The pre-combination equity holders of Revolution Medicines will hold the relative majority of voting rights in the combined entity;

 

   

The pre-combination equity holders of Revolution Medicines will have the right to appoint the majority of the directors on the combined entity board of directors;

 

   

Senior management of Revolution Medicines will comprise the senior management of the combined entity;

 

   

Operations of Revolution Medicines will comprise the ongoing operations of the combined entity; and

 

   

Upon completion of the mergers, the primary assets acquired of EQRx at the effective date are expected to be primarily cash and marketable securities.

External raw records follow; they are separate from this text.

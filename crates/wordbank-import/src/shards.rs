use std::collections::BTreeMap;
use std::fs;
use std::path::{Path, PathBuf};

use serde::Deserialize;
use serde::de::DeserializeOwned;

use crate::ImportError;

/// File-name marker every dictionary shard carries.
pub const SHARD_MARKER: &str = "dictionary_data.json_";

/// Record type a shard file holds, keyed off its name suffix.
#[derive(Debug, Clone, Copy, PartialEq, Eq)]
pub enum ShardKind {
    Words,
    Definitions,
    Examples,
    Pronunciations,
}

impl ShardKind {
    pub fn from_file_name(name: &str) -> Option<ShardKind> {
        if name.ends_with("_words.json") {
            Some(ShardKind::Words)
        } else if name.ends_with("_definitions.json") {
            Some(ShardKind::Definitions)
        } else if name.ends_with("_examples.json") {
            Some(ShardKind::Examples)
        } else if name.ends_with("_pronunciations.json") {
            Some(ShardKind::Pronunciations)
        } else {
            None
        }
    }
}

/// Base record from a `_words.json` shard.
#[derive(Debug, Clone, Deserialize)]
pub struct WordRecord {
    pub word: String,
    #[serde(default)]
    pub part_of_speech: Option<String>,
    #[serde(default)]
    pub syllables: Option<String>,
    #[serde(default)]
    pub etymology: Option<String>,
}

#[derive(Debug, Clone, Deserialize)]
pub struct DefinitionRecord {
    pub word: String,
    pub definition_text: String,
    pub definition_number: u32,
}

#[derive(Debug, Clone, Deserialize)]
pub struct ExampleRecord {
    pub word: String,
    pub example_text: String,
    pub example_number: u32,
    pub definition_number: u32,
}

#[derive(Debug, Clone, Deserialize)]
pub struct PronunciationRecord {
    pub word: String,
    pub pronunciation_text: String,
    #[serde(default)]
    pub audio_url: Option<String>,
    #[serde(default)]
    pub text_pronunciations: Option<Vec<String>>,
}

/// All parsed shard data for one letter.
#[derive(Debug, Default)]
pub struct ShardSet {
    pub words: Vec<WordRecord>,
    pub definitions: Vec<DefinitionRecord>,
    pub examples: Vec<ExampleRecord>,
    pub pronunciations: Vec<PronunciationRecord>,
}

fn is_shard_file(name: &str) -> bool {
    name.contains(SHARD_MARKER) && !name.contains("metadata")
}

/// Letter a shard file belongs to: the character after the marker, uppercased.
pub fn shard_letter(name: &str) -> Option<char> {
    let rest = name.split(SHARD_MARKER).nth(1)?;
    let c = rest.chars().next()?;
    c.is_ascii_alphabetic().then(|| c.to_ascii_uppercase())
}

/// Enumerate shard files under `dir`, metadata files excluded.
pub fn find_shard_files(dir: &Path) -> Result<Vec<PathBuf>, ImportError> {
    let mut files = Vec::new();
    for entry in fs::read_dir(dir)? {
        let entry = entry?;
        let name = entry.file_name();
        let Some(name) = name.to_str() else { continue };
        if is_shard_file(name) {
            files.push(entry.path());
        }
    }
    files.sort();
    Ok(files)
}

/// Group shard files by letter, in stable letter order.
pub fn shard_files_by_letter(dir: &Path) -> Result<BTreeMap<char, Vec<PathBuf>>, ImportError> {
    let mut by_letter: BTreeMap<char, Vec<PathBuf>> = BTreeMap::new();
    for file in find_shard_files(dir)? {
        let Some(name) = file.file_name().and_then(|n| n.to_str()) else {
            continue;
        };
        if let Some(letter) = shard_letter(name) {
            by_letter.entry(letter).or_default().push(file);
        }
    }
    Ok(by_letter)
}

/// Parse one shard file as a JSON array of records.
///
/// Read and parse failures are logged and yield None; the caller keeps
/// whatever other shards did load.
pub(crate) fn load_records<T: DeserializeOwned>(file: &Path) -> Option<Vec<T>> {
    let content = match fs::read_to_string(file) {
        Ok(content) => content,
        Err(e) => {
            tracing::warn!("failed to read shard {}: {}", file.display(), e);
            return None;
        }
    };
    match serde_json::from_str(&content) {
        Ok(records) => Some(records),
        Err(e) => {
            tracing::error!("invalid shard {}: {}", file.display(), e);
            None
        }
    }
}

/// Load every shard file for one letter, partial on per-file failure.
pub fn load_letter(files: &[PathBuf]) -> ShardSet {
    let mut shards = ShardSet::default();
    for file in files {
        let Some(name) = file.file_name().and_then(|n| n.to_str()) else {
            continue;
        };
        let Some(kind) = ShardKind::from_file_name(name) else {
            continue;
        };
        match kind {
            ShardKind::Words => {
                if let Some(records) = load_records::<WordRecord>(file) {
                    shards.words.extend(records);
                }
            }
            ShardKind::Definitions => {
                if let Some(records) = load_records::<DefinitionRecord>(file) {
                    shards.definitions.extend(records);
                }
            }
            ShardKind::Examples => {
                if let Some(records) = load_records::<ExampleRecord>(file) {
                    shards.examples.extend(records);
                }
            }
            ShardKind::Pronunciations => {
                if let Some(records) = load_records::<PronunciationRecord>(file) {
                    shards.pronunciations.extend(records);
                }
            }
        }
    }
    shards
}

#[cfg(test)]
mod tests {
    use super::*;

    #[test]
    fn shard_names_classify_by_suffix() {
        assert_eq!(
            ShardKind::from_file_name("dictionary_data.json_a_words.json"),
            Some(ShardKind::Words)
        );
        assert_eq!(
            ShardKind::from_file_name("dictionary_data.json_a_definitions.json"),
            Some(ShardKind::Definitions)
        );
        assert_eq!(
            ShardKind::from_file_name("dictionary_data.json_q_examples.json"),
            Some(ShardKind::Examples)
        );
        assert_eq!(
            ShardKind::from_file_name("dictionary_data.json_z_pronunciations.json"),
            Some(ShardKind::Pronunciations)
        );
        assert_eq!(ShardKind::from_file_name("readme.txt"), None);
    }

    #[test]
    fn letter_comes_from_char_after_marker() {
        assert_eq!(shard_letter("dictionary_data.json_a_words.json"), Some('A'));
        assert_eq!(
            shard_letter("dictionary_data.json_z_definitions.json"),
            Some('Z')
        );
        assert_eq!(shard_letter("dictionary_data.json_1_words.json"), None);
        assert_eq!(shard_letter("unrelated.json"), None);
    }

    #[test]
    fn metadata_files_are_not_shards() {
        assert!(is_shard_file("dictionary_data.json_a_words.json"));
        assert!(!is_shard_file("dictionary_data.json_a_metadata.json"));
        assert!(!is_shard_file("notes.json"));
    }

    #[test]
    fn malformed_shard_is_skipped_not_fatal() {
        let dir = tempfile::tempdir().unwrap();
        let good = dir.path().join("dictionary_data.json_a_words.json");
        let bad = dir.path().join("dictionary_data.json_a_definitions.json");
        std::fs::write(&good, r#"[{"word": "apple"}]"#).unwrap();
        std::fs::write(&bad, "{not json").unwrap();

        let shards = load_letter(&[good, bad]);
        assert_eq!(shards.words.len(), 1);
        assert!(shards.definitions.is_empty());
    }

    #[test]
    fn files_group_by_letter() {
        let dir = tempfile::tempdir().unwrap();
        for name in [
            "dictionary_data.json_a_words.json",
            "dictionary_data.json_a_definitions.json",
            "dictionary_data.json_b_words.json",
            "dictionary_data.json_b_metadata.json",
        ] {
            std::fs::write(dir.path().join(name), "[]").unwrap();
        }

        let by_letter = shard_files_by_letter(dir.path()).unwrap();
        assert_eq!(by_letter.keys().copied().collect::<Vec<_>>(), vec!['A', 'B']);
        assert_eq!(by_letter[&'A'].len(), 2);
        assert_eq!(by_letter[&'B'].len(), 1);
    }
}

Under the asset acquisition method of accounting, identifiable assets acquired and liabilities assumed of EQRx are allocated and recorded by Revolution Medicines on a fair value basis to the net assets acquired on the acquisition date. Any excess fair value of net assets of EQRx over the cost of the acquisition following determination of the actual purchase consideration will be allocated to EQRx’s qualifying assets under ASC 805 and any excess fair value of net assets beyond what is allocable to qualifying assets under ASC 805 will be recorded to equity, as a capital-raising transaction. Because EQRx is expected to have wound down its research and development activities and its operations by the time of the completion of the mergers, the net assets being acquired will be primarily comprised of cash and cash equivalents and marketable securities.

One-time direct and incremental transaction costs incurred prior to, or concurrent with, the completion of the mergers are reflected in the unaudited pro forma condensed combined balance sheet as a direct reduction to the combined entity’s additional paid-in capital as these costs were primarily incurred to issue Revolution Medicines common stock to finance the asset acquisition.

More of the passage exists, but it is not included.